Work task:
Your answer should consist of the lines below that hold the word "VALUES".

Extracted information:
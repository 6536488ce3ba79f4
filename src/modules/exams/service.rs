use mesrs_core::{AppError, Paginated, PaginationParams};
use sqlx::PgPool;
use tracing::instrument;
use uuid::Uuid;

use crate::modules::exams::model::{
    CreateExamDto, CreateExamResultDto, Exam, ExamFilterParams, ExamResult, UpdateExamDto,
    UpdateExamResultDto, passes,
};

const EXAM_COLUMNS: &str = "id, name, course_id, exam_date, start_time, end_time, session, \
     location, max_score, coefficient, instructions, created_at, updated_at";

const RESULT_SELECT: &str = r#"SELECT r.id, r.exam_id, r.student_id, s.student_number,
        p.first_name || ' ' || p.last_name AS student_name,
        r.score, r.grade, r.is_passed, r.comments, r.created_at, r.updated_at
    FROM exam_results r
    JOIN students s ON s.id = r.student_id
    JOIN profiles p ON p.id = s.profile_id"#;

fn exam_not_found() -> AppError {
    AppError::not_found(anyhow::anyhow!("Exam not found"))
}

fn result_not_found() -> AppError {
    AppError::not_found(anyhow::anyhow!("Exam result not found"))
}

/// Scores must lie within `0..=max_score`.
pub fn check_score(score: f64, max_score: f64) -> Result<(), AppError> {
    if !(0.0..=max_score).contains(&score) {
        return Err(AppError::unprocessable(anyhow::anyhow!(
            "Score must be between 0 and {max_score}"
        )));
    }
    Ok(())
}

pub struct ExamService;

impl ExamService {
    #[instrument(skip(db, dto), fields(name = %dto.name))]
    pub async fn create_exam(db: &PgPool, dto: CreateExamDto) -> Result<Exam, AppError> {
        let query = format!(
            r#"INSERT INTO exams
                (name, course_id, exam_date, start_time, end_time, session, location,
                 max_score, coefficient, instructions)
               VALUES ($1, $2, $3, $4, $5, COALESCE($6, 'normal'::exam_session), $7,
                       COALESCE($8, 20), COALESCE($9, 1), $10)
               RETURNING {EXAM_COLUMNS}"#
        );

        sqlx::query_as::<_, Exam>(&query)
            .bind(dto.name.trim())
            .bind(dto.course_id)
            .bind(dto.exam_date)
            .bind(dto.start_time)
            .bind(dto.end_time)
            .bind(dto.session)
            .bind(&dto.location)
            .bind(dto.max_score)
            .bind(dto.coefficient)
            .bind(&dto.instructions)
            .fetch_one(db)
            .await
            .map_err(|e| AppError::from_write(e, "Exam already exists"))
    }

    #[instrument(skip(db))]
    pub async fn get_exam(db: &PgPool, id: Uuid) -> Result<Exam, AppError> {
        let query = format!("SELECT {EXAM_COLUMNS} FROM exams WHERE id = $1");
        sqlx::query_as::<_, Exam>(&query)
            .bind(id)
            .fetch_optional(db)
            .await?
            .ok_or_else(exam_not_found)
    }

    #[instrument(skip(db))]
    pub async fn list_exams(
        db: &PgPool,
        filters: ExamFilterParams,
    ) -> Result<Paginated<Exam>, AppError> {
        let limit = filters.pagination.limit();
        let offset = filters.pagination.offset();

        let mut where_clause = String::from(" WHERE 1=1");
        let mut params: Vec<String> = Vec::new();

        if let Some(course_id) = filters.course_id {
            params.push(course_id.to_string());
            where_clause.push_str(&format!(" AND course_id = ${}::uuid", params.len()));
        }
        if let Some(session) = filters.session {
            params.push(session.as_str().to_string());
            where_clause.push_str(&format!(" AND session = ${}::exam_session", params.len()));
        }

        let count_query = format!("SELECT COUNT(*) FROM exams{where_clause}");
        let mut count_sql = sqlx::query_scalar::<_, i64>(&count_query);
        for param in &params {
            count_sql = count_sql.bind(param);
        }
        let total = count_sql.fetch_one(db).await?;

        let data_query = format!(
            "SELECT {EXAM_COLUMNS} FROM exams{where_clause} \
             ORDER BY exam_date DESC, start_time ASC NULLS LAST LIMIT {limit} OFFSET {offset}"
        );
        let mut data_sql = sqlx::query_as::<_, Exam>(&data_query);
        for param in params {
            data_sql = data_sql.bind(param);
        }
        let exams = data_sql.fetch_all(db).await?;

        Ok(Paginated::new(exams, total, &filters.pagination))
    }

    /// Lowering `max_score` below an existing result is rejected.
    #[instrument(skip(db, dto))]
    pub async fn update_exam(db: &PgPool, id: Uuid, dto: UpdateExamDto) -> Result<Exam, AppError> {
        let mut tx = db.begin().await?;

        // Result writes hold a share lock on this row.
        sqlx::query("SELECT id FROM exams WHERE id = $1 FOR UPDATE")
            .bind(id)
            .fetch_optional(&mut *tx)
            .await?
            .ok_or_else(exam_not_found)?;

        if let Some(max_score) = dto.max_score {
            let highest: Option<f64> =
                sqlx::query_scalar("SELECT MAX(score) FROM exam_results WHERE exam_id = $1")
                    .bind(id)
                    .fetch_one(&mut *tx)
                    .await?;
            if let Some(highest) = highest {
                check_score(highest, max_score)?;
            }
        }

        let query = format!(
            r#"UPDATE exams SET
                name = COALESCE($2, name),
                exam_date = COALESCE($3, exam_date),
                start_time = COALESCE($4, start_time),
                end_time = COALESCE($5, end_time),
                session = COALESCE($6, session),
                location = COALESCE($7, location),
                max_score = COALESCE($8, max_score),
                coefficient = COALESCE($9, coefficient),
                instructions = COALESCE($10, instructions),
                updated_at = NOW()
               WHERE id = $1
               RETURNING {EXAM_COLUMNS}"#
        );

        let exam = sqlx::query_as::<_, Exam>(&query)
            .bind(id)
            .bind(dto.name)
            .bind(dto.exam_date)
            .bind(dto.start_time)
            .bind(dto.end_time)
            .bind(dto.session)
            .bind(dto.location)
            .bind(dto.max_score)
            .bind(dto.coefficient)
            .bind(dto.instructions)
            .fetch_optional(&mut *tx)
            .await
            .map_err(|e| AppError::from_write(e, "Exam already exists"))?
            .ok_or_else(exam_not_found)?;

        tx.commit().await?;
        Ok(exam)
    }

    #[instrument(skip(db))]
    pub async fn delete_exam(db: &PgPool, id: Uuid) -> Result<(), AppError> {
        let result = sqlx::query("DELETE FROM exams WHERE id = $1")
            .bind(id)
            .execute(db)
            .await?;

        if result.rows_affected() == 0 {
            return Err(exam_not_found());
        }

        Ok(())
    }

    #[instrument(skip(db))]
    pub async fn list_results(
        db: &PgPool,
        exam_id: Uuid,
        pagination: PaginationParams,
    ) -> Result<Paginated<ExamResult>, AppError> {
        // 404 for an unknown exam rather than an empty page
        Self::get_exam(db, exam_id).await?;

        let total: i64 =
            sqlx::query_scalar("SELECT COUNT(*) FROM exam_results WHERE exam_id = $1")
                .bind(exam_id)
                .fetch_one(db)
                .await?;

        let query = format!(
            "{RESULT_SELECT} WHERE r.exam_id = $1 \
             ORDER BY s.student_number ASC LIMIT $2 OFFSET $3"
        );
        let results = sqlx::query_as::<_, ExamResult>(&query)
            .bind(exam_id)
            .bind(pagination.limit())
            .bind(pagination.offset())
            .fetch_all(db)
            .await?;

        Ok(Paginated::new(results, total, &pagination))
    }

    #[instrument(skip(db))]
    pub async fn get_result(db: &PgPool, id: Uuid) -> Result<ExamResult, AppError> {
        let query = format!("{RESULT_SELECT} WHERE r.id = $1");
        sqlx::query_as::<_, ExamResult>(&query)
            .bind(id)
            .fetch_optional(db)
            .await?
            .ok_or_else(result_not_found)
    }

    /// `is_passed` defaults to `score >= max_score / 2`.
    #[instrument(skip(db, dto))]
    pub async fn create_result(
        db: &PgPool,
        exam_id: Uuid,
        dto: CreateExamResultDto,
    ) -> Result<ExamResult, AppError> {
        let mut tx = db.begin().await?;

        let max_score: f64 =
            sqlx::query_scalar("SELECT max_score FROM exams WHERE id = $1 FOR SHARE")
                .bind(exam_id)
                .fetch_optional(&mut *tx)
                .await?
                .ok_or_else(exam_not_found)?;

        check_score(dto.score, max_score)?;
        let is_passed = dto.is_passed.unwrap_or_else(|| passes(dto.score, max_score));

        let id: Uuid = sqlx::query_scalar(
            r#"INSERT INTO exam_results (exam_id, student_id, score, grade, is_passed, comments)
               VALUES ($1, $2, $3, $4, $5, $6)
               RETURNING id"#,
        )
        .bind(exam_id)
        .bind(dto.student_id)
        .bind(dto.score)
        .bind(&dto.grade)
        .bind(is_passed)
        .bind(&dto.comments)
        .fetch_one(&mut *tx)
        .await
        .map_err(|e| AppError::from_write(e, "Student already has a result for this exam"))?;

        tx.commit().await?;
        Self::get_result(db, id).await
    }

    /// A new score without an explicit `is_passed` re-derives it.
    #[instrument(skip(db, dto))]
    pub async fn update_result(
        db: &PgPool,
        id: Uuid,
        dto: UpdateExamResultDto,
    ) -> Result<ExamResult, AppError> {
        let mut tx = db.begin().await?;

        let (current_passed, max_score): (bool, f64) = sqlx::query_as(
            r#"SELECT r.is_passed, e.max_score
               FROM exam_results r JOIN exams e ON e.id = r.exam_id
               WHERE r.id = $1
               FOR UPDATE OF r FOR SHARE OF e"#,
        )
        .bind(id)
        .fetch_optional(&mut *tx)
        .await?
        .ok_or_else(result_not_found)?;

        if let Some(score) = dto.score {
            check_score(score, max_score)?;
        }
        let is_passed = match (dto.is_passed, dto.score) {
            (Some(explicit), _) => explicit,
            (None, Some(score)) => passes(score, max_score),
            (None, None) => current_passed,
        };

        sqlx::query(
            r#"UPDATE exam_results SET
                score = COALESCE($2, score),
                grade = COALESCE($3, grade),
                is_passed = $4,
                comments = COALESCE($5, comments),
                updated_at = NOW()
               WHERE id = $1"#,
        )
        .bind(id)
        .bind(dto.score)
        .bind(dto.grade)
        .bind(is_passed)
        .bind(dto.comments)
        .execute(&mut *tx)
        .await?;

        tx.commit().await?;
        Self::get_result(db, id).await
    }

    #[instrument(skip(db))]
    pub async fn delete_result(db: &PgPool, id: Uuid) -> Result<(), AppError> {
        let result = sqlx::query("DELETE FROM exam_results WHERE id = $1")
            .bind(id)
            .execute(db)
            .await?;

        if result.rows_affected() == 0 {
            return Err(result_not_found());
        }

        Ok(())
    }
}

#[cfg(test)]
mod tests {
    use super::*;
    use axum::http::StatusCode;

    #[test]
    fn score_bounds_are_inclusive() {
        assert!(check_score(0.0, 20.0).is_ok());
        assert!(check_score(20.0, 20.0).is_ok());
    }

    #[test]
    fn score_above_max_is_unprocessable() {
        let err = check_score(20.5, 20.0).unwrap_err();
        assert_eq!(err.status, StatusCode::UNPROCESSABLE_ENTITY);
        assert!(check_score(-1.0, 20.0).is_err());
    }
}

Task solution:
               VALUES ($1, $2, $3, $4, $5, COALESCE($6, 'normal'::exam_session), $7,
               VALUES ($1, $2, $3, $4, $5, $6)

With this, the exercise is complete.